*Exercise instructions:*
Reproduce all records exactly.

*Data for analysis:*
=====

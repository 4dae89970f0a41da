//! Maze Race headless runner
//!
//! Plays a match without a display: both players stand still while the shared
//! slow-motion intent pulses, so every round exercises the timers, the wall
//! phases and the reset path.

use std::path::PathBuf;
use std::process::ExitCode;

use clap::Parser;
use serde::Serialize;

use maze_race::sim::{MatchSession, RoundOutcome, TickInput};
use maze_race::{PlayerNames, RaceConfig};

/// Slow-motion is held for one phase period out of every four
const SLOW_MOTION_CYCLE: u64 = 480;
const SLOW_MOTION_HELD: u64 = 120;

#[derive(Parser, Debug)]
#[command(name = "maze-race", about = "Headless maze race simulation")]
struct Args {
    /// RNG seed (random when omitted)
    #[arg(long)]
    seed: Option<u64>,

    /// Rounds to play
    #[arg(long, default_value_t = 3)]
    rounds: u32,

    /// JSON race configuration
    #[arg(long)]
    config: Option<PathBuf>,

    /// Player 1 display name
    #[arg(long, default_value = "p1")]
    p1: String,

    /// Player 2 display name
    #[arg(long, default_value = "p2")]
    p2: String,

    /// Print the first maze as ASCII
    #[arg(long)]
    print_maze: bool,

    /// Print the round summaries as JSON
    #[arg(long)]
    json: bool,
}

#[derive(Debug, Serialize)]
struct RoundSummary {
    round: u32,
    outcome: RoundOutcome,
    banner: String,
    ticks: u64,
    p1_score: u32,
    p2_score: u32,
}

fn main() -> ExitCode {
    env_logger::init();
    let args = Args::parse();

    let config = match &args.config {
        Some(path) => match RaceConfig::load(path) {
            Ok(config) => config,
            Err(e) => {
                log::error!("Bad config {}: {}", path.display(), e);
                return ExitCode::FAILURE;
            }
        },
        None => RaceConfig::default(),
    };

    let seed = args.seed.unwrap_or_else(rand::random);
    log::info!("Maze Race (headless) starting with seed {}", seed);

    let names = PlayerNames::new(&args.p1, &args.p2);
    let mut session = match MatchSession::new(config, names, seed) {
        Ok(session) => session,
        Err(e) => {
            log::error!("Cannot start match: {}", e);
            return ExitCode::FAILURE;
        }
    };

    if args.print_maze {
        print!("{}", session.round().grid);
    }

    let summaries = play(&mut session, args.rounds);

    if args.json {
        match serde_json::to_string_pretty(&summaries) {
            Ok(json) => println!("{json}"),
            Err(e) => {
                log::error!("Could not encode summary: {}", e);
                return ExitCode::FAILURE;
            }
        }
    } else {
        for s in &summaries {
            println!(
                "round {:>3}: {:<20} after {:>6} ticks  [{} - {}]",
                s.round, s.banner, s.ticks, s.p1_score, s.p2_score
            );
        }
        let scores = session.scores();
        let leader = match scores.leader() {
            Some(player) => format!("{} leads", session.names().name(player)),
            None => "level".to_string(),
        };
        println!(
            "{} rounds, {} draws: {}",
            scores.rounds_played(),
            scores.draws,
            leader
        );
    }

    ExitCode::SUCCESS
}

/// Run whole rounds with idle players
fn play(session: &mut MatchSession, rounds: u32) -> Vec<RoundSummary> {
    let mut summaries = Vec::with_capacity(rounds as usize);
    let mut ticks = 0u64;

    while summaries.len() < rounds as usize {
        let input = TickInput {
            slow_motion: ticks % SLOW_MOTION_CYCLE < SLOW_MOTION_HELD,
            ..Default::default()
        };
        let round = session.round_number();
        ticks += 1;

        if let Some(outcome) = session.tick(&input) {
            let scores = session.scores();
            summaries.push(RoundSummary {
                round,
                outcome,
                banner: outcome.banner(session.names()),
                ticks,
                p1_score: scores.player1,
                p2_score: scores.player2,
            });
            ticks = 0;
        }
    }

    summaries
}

=====

*Result of this exercise:*
repository 4dae89970f0a41da
//! Maze Race headless runner
//!
//! Plays a match without a display: both players stand still while the shared
//! slow-motion intent pulses, so every round exercises the timers, the wall
//! phases and the reset path.

use std::path::PathBuf;
use std::process::ExitCode;

use clap::Parser;
use serde::Serialize;

use maze_race::sim::{MatchSession, RoundOutcome, TickInput};
use maze_race::{PlayerNames, RaceConfig};

/// Slow-motion is held for one phase period out of every four
const SLOW_MOTION_CYCLE: u64 = 480;
const SLOW_MOTION_HELD: u64 = 120;

#[derive(Parser, Debug)]
#[command(name = "maze-race", about = "Headless maze race simulation")]
struct Args {
    /// RNG seed (random when omitted)
    #[arg(long)]
    seed: Option<u64>,

    /// Rounds to play
    #[arg(long, default_value_t = 3)]
    rounds: u32,

    /// JSON race configuration
    #[arg(long)]
    config: Option<PathBuf>,

    /// Player 1 display name
    #[arg(long, default_value = "p1")]
    p1: String,

    /// Player 2 display name
    #[arg(long, default_value = "p2")]
    p2: String,

    /// Print the first maze as ASCII
    #[arg(long)]
    print_maze: bool,

    /// Print the round summaries as JSON
    #[arg(long)]
    json: bool,
}

#[derive(Debug, Serialize)]
struct RoundSummary {
    round: u32,
    outcome: RoundOutcome,
    banner: String,
    ticks: u64,
    p1_score: u32,
    p2_score: u32,
}

fn main() -> ExitCode {
    env_logger::init();
    let args = Args::parse();

    let config = match &args.config {
        Some(path) => match RaceConfig::load(path) {
            Ok(config) => config,
            Err(e) => {
                log::error!("Bad config {}: {}", path.display(), e);
                return ExitCode::FAILURE;
            }
        },
        None => RaceConfig::default(),
    };

    let seed = args.seed.unwrap_or_else(rand::random);
    log::info!("Maze Race (headless) starting with seed {}", seed);

    let names = PlayerNames::new(&args.p1, &args.p2);
    let mut session = match MatchSession::new(config, names, seed) {
        Ok(session) => session,
        Err(e) => {
            log::error!("Cannot start match: {}", e);
            return ExitCode::FAILURE;
        }
    };

    if args.print_maze {
        print!("{}", session.round().grid);
    }

    let summaries = play(&mut session, args.rounds);

    if args.json {
        match serde_json::to_string_pretty(&summaries) {
            Ok(json) => println!("{json}"),
            Err(e) => {
                log::error!("Could not encode summary: {}", e);
                return ExitCode::FAILURE;
            }
        }
    } else {
        for s in &summaries {
            println!(
                "round {:>3}: {:<20} after {:>6} ticks  [{} - {}]",
                s.round, s.banner, s.ticks, s.p1_score, s.p2_score
            );
        }
        let scores = session.scores();
        let leader = match scores.leader() {
            Some(player) => format!("{} leads", session.names().name(player)),
            None => "level".to_string(),
        };
        println!(
            "{} rounds, {} draws: {}",
            scores.rounds_played(),
            scores.draws,
            leader
        );
    }

    ExitCode::SUCCESS
}

/// Run whole rounds with idle players
fn play(session: &mut MatchSession, rounds: u32) -> Vec<RoundSummary> {
    let mut summaries = Vec::with_capacity(rounds as usize);
    let mut ticks = 0u64;

    while summaries.len() < rounds as usize {
        let input = TickInput {
            slow_motion: ticks % SLOW_MOTION_CYCLE < SLOW_MOTION_HELD,
            ..Default::default()
        };
        let round = session.round_number();
        ticks += 1;

        if let Some(outcome) = session.tick(&input) {
            let scores = session.scores();
            summaries.push(RoundSummary {
                round,
                outcome,
                banner: outcome.banner(session.names()),
                ticks,
                p1_score: scores.player1,
                p2_score: scores.player2,
            });
            ticks = 0;
        }
    }

    summaries
}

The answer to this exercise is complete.